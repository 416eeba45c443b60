//! Lattice Store - Record storage core for the Lattice graph database
//!
//! This crate provides the persistence primitives every Lattice entity
//! store (node, relationship, property, token, schema, metadata) is built
//! from:
//! - Fixed-size record stores over a paged file with optimistic
//!   torn-read retry and three read-strictness modes
//! - Dynamic (chained) record stores for variable-length payloads
//! - Crash-recoverable id allocation with scoped used/deleted markers
//! - An out-of-order completion sequence tracking the gap-free
//!   "last closed" watermark
//!
//! # Architecture
//!
//! ```text
//! ┌─────────────────────────────────────────────┐
//! │         Entity Stores (via codecs)          │
//! │   node / relationship / property / token    │
//! └──────────────┬──────────────────────────────┘
//!                │
//! ┌──────────────┴──────────────────────────────┐
//! │   FixedRecordStore / DynamicRecordStore     │
//! │  (slots, chains, load modes, high-id scan)  │
//! └────┬──────────────────┬─────────────────────┘
//!      │                  │
//! ┌────┴─────────┐  ┌─────┴────────────────────┐
//! │  PagedFile   │  │ IdAllocator / Sequence   │
//! │ (torn-read   │  │ (recycling, markers,     │
//! │  retry)      │  │  gap-free watermark)     │
//! └──────────────┘  └──────────────────────────┘
//! ```

#![deny(missing_docs)]
#![warn(clippy::all)]

pub mod error;
pub mod id;
pub mod page_cache;
pub mod sequence;
pub mod store;

pub use error::{Error, Result};
pub use id::{IdAllocator, IdMarker};
pub use page_cache::{PAGE_SIZE, PagedFile};
pub use sequence::OutOfOrderSequence;
pub use store::{
    DynamicRecord, DynamicRecordStore, FixedRecordStore, LoadMode, MetadataStore, NULL_REFERENCE,
    RecordCodec, StoreConfig, StoreHeader, StoreRecord,
};
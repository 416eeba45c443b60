//! Error types for the Lattice record storage core

use thiserror::Error;

/// Result type alias using the Lattice storage Error
pub type Result<T> = std::result::Result<T, Error>;

/// Error types for the record storage layer
#[derive(Error, Debug)]
pub enum Error {
    /// I/O errors from storage operations
    #[error("I/O error: {0}")]
    Io(#[from] std::io::Error),

    /// Generic storage errors
    #[error("Storage error: {0}")]
    Storage(String),

    /// Page cache / paged file errors
    #[error("Page cache error: {0}")]
    PageCache(String),

    /// An access went outside the addressable range of a page, or the
    /// store file itself could not be used at the page level
    #[error("Underlying storage error: {0}")]
    UnderlyingStorage(String),

    /// The store file is missing, zero-length, or its header is unreadable
    #[error("Store not found: {0}")]
    StoreNotFound(String),

    /// A NORMAL-mode read found the record not in use or structurally invalid
    #[error("Invalid record: {0}")]
    InvalidRecord(String),

    /// A dynamic record chain revisited a block before terminating
    #[error(
        "Cycle detected in record chain starting at id {start_id}, found id {conflicting_id} twice"
    )]
    RecordChainCycle {
        /// First block of the traversed chain
        start_id: u64,
        /// The id that was encountered a second time
        conflicting_id: u64,
    },

    /// An id beyond the record format's maximum was requested or written
    #[error("Id {id} exceeds the maximum representable id {max_id}")]
    IdCapacityExceeded {
        /// The offending id
        id: u64,
        /// Highest id the record format can address
        max_id: u64,
    },

    /// The reserved null-reference sentinel was used as a record id
    #[error("Id {0} is a reserved sentinel value and cannot address a record")]
    ReservedId(u64),

    /// A blocking wait did not complete within its deadline
    #[error("Timed out: {0}")]
    Timeout(String),
}

impl Error {
    /// Create a storage error
    pub fn storage(msg: impl Into<String>) -> Self {
        Self::Storage(msg.into())
    }

    /// Create a page cache error
    pub fn page_cache(msg: impl Into<String>) -> Self {
        Self::PageCache(msg.into())
    }

    /// Create an underlying-storage (boundary fault) error
    pub fn underlying_storage(msg: impl Into<String>) -> Self {
        Self::UnderlyingStorage(msg.into())
    }

    /// Create a store-not-found error
    pub fn store_not_found(msg: impl Into<String>) -> Self {
        Self::StoreNotFound(msg.into())
    }

    /// Create an invalid-record error
    pub fn invalid_record(msg: impl Into<String>) -> Self {
        Self::InvalidRecord(msg.into())
    }

    /// Create a timeout error
    pub fn timeout(msg: impl Into<String>) -> Self {
        Self::Timeout(msg.into())
    }
}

:::::

## WORK INSTRUCTION
Go through the listing above and copy each line exactly.

## ANSWER SPACE
repository 416eeba45c443b60
//! Lattice Store - Record storage core for the Lattice graph database
//!
//! This crate provides the persistence primitives every Lattice entity
//! store (node, relationship, property, token, schema, metadata) is built
//! from:
//! - Fixed-size record stores over a paged file with optimistic
//!   torn-read retry and three read-strictness modes
//! - Dynamic (chained) record stores for variable-length payloads
//! - Crash-recoverable id allocation with scoped used/deleted markers
//! - An out-of-order completion sequence tracking the gap-free
//!   "last closed" watermark
//!
//! # Architecture
//!
//! ```text
//! ┌─────────────────────────────────────────────┐
//! │         Entity Stores (via codecs)          │
//! │   node / relationship / property / token    │
//! └──────────────┬──────────────────────────────┘
//!                │
//! ┌──────────────┴──────────────────────────────┐
//! │   FixedRecordStore / DynamicRecordStore     │
//! │  (slots, chains, load modes, high-id scan)  │
//! └────┬──────────────────┬─────────────────────┘
//!      │                  │
//! ┌────┴─────────┐  ┌─────┴────────────────────┐
//! │  PagedFile   │  │ IdAllocator / Sequence   │
//! │ (torn-read   │  │ (recycling, markers,     │
//! │  retry)      │  │  gap-free watermark)     │
//! └──────────────┘  └──────────────────────────┘
//! ```

#![deny(missing_docs)]
#![warn(clippy::all)]

pub mod error;
pub mod id;
pub mod page_cache;
pub mod sequence;
pub mod store;

pub use error::{Error, Result};
pub use id::{IdAllocator, IdMarker};
pub use page_cache::{PAGE_SIZE, PagedFile};
pub use sequence::OutOfOrderSequence;
pub use store::{
    DynamicRecord, DynamicRecordStore, FixedRecordStore, LoadMode, MetadataStore, NULL_REFERENCE,
    RecordCodec, StoreConfig, StoreHeader, StoreRecord,
};
repository 416eeba45c443b60
//! Error types for the Lattice record storage core

use thiserror::Error;

/// Result type alias using the Lattice storage Error
pub type Result<T> = std::result::Result<T, Error>;

/// Error types for the record storage layer
#[derive(Error, Debug)]
pub enum Error {
    /// I/O errors from storage operations
    #[error("I/O error: {0}")]
    Io(#[from] std::io::Error),

    /// Generic storage errors
    #[error("Storage error: {0}")]
    Storage(String),

    /// Page cache / paged file errors
    #[error("Page cache error: {0}")]
    PageCache(String),

    /// An access went outside the addressable range of a page, or the
    /// store file itself could not be used at the page level
    #[error("Underlying storage error: {0}")]
    UnderlyingStorage(String),

    /// The store file is missing, zero-length, or its header is unreadable
    #[error("Store not found: {0}")]
    StoreNotFound(String),

    /// A NORMAL-mode read found the record not in use or structurally invalid
    #[error("Invalid record: {0}")]
    InvalidRecord(String),

    /// A dynamic record chain revisited a block before terminating
    #[error(
        "Cycle detected in record chain starting at id {start_id}, found id {conflicting_id} twice"
    )]
    RecordChainCycle {
        /// First block of the traversed chain
        start_id: u64,
        /// The id that was encountered a second time
        conflicting_id: u64,
    },

    /// An id beyond the record format's maximum was requested or written
    #[error("Id {id} exceeds the maximum representable id {max_id}")]
    IdCapacityExceeded {
        /// The offending id
        id: u64,
        /// Highest id the record format can address
        max_id: u64,
    },

    /// The reserved null-reference sentinel was used as a record id
    #[error("Id {0} is a reserved sentinel value and cannot address a record")]
    ReservedId(u64),

    /// A blocking wait did not complete within its deadline
    #[error("Timed out: {0}")]
    Timeout(String),
}

impl Error {
    /// Create a storage error
    pub fn storage(msg: impl Into<String>) -> Self {
        Self::Storage(msg.into())
    }

    /// Create a page cache error
    pub fn page_cache(msg: impl Into<String>) -> Self {
        Self::PageCache(msg.into())
    }

    /// Create an underlying-storage (boundary fault) error
    pub fn underlying_storage(msg: impl Into<String>) -> Self {
        Self::UnderlyingStorage(msg.into())
    }

    /// Create a store-not-found error
    pub fn store_not_found(msg: impl Into<String>) -> Self {
        Self::StoreNotFound(msg.into())
    }

    /// Create an invalid-record error
    pub fn invalid_record(msg: impl Into<String>) -> Self {
        Self::InvalidRecord(msg.into())
    }

    /// Create a timeout error
    pub fn timeout(msg: impl Into<String>) -> Self {
        Self::Timeout(msg.into())
    }
}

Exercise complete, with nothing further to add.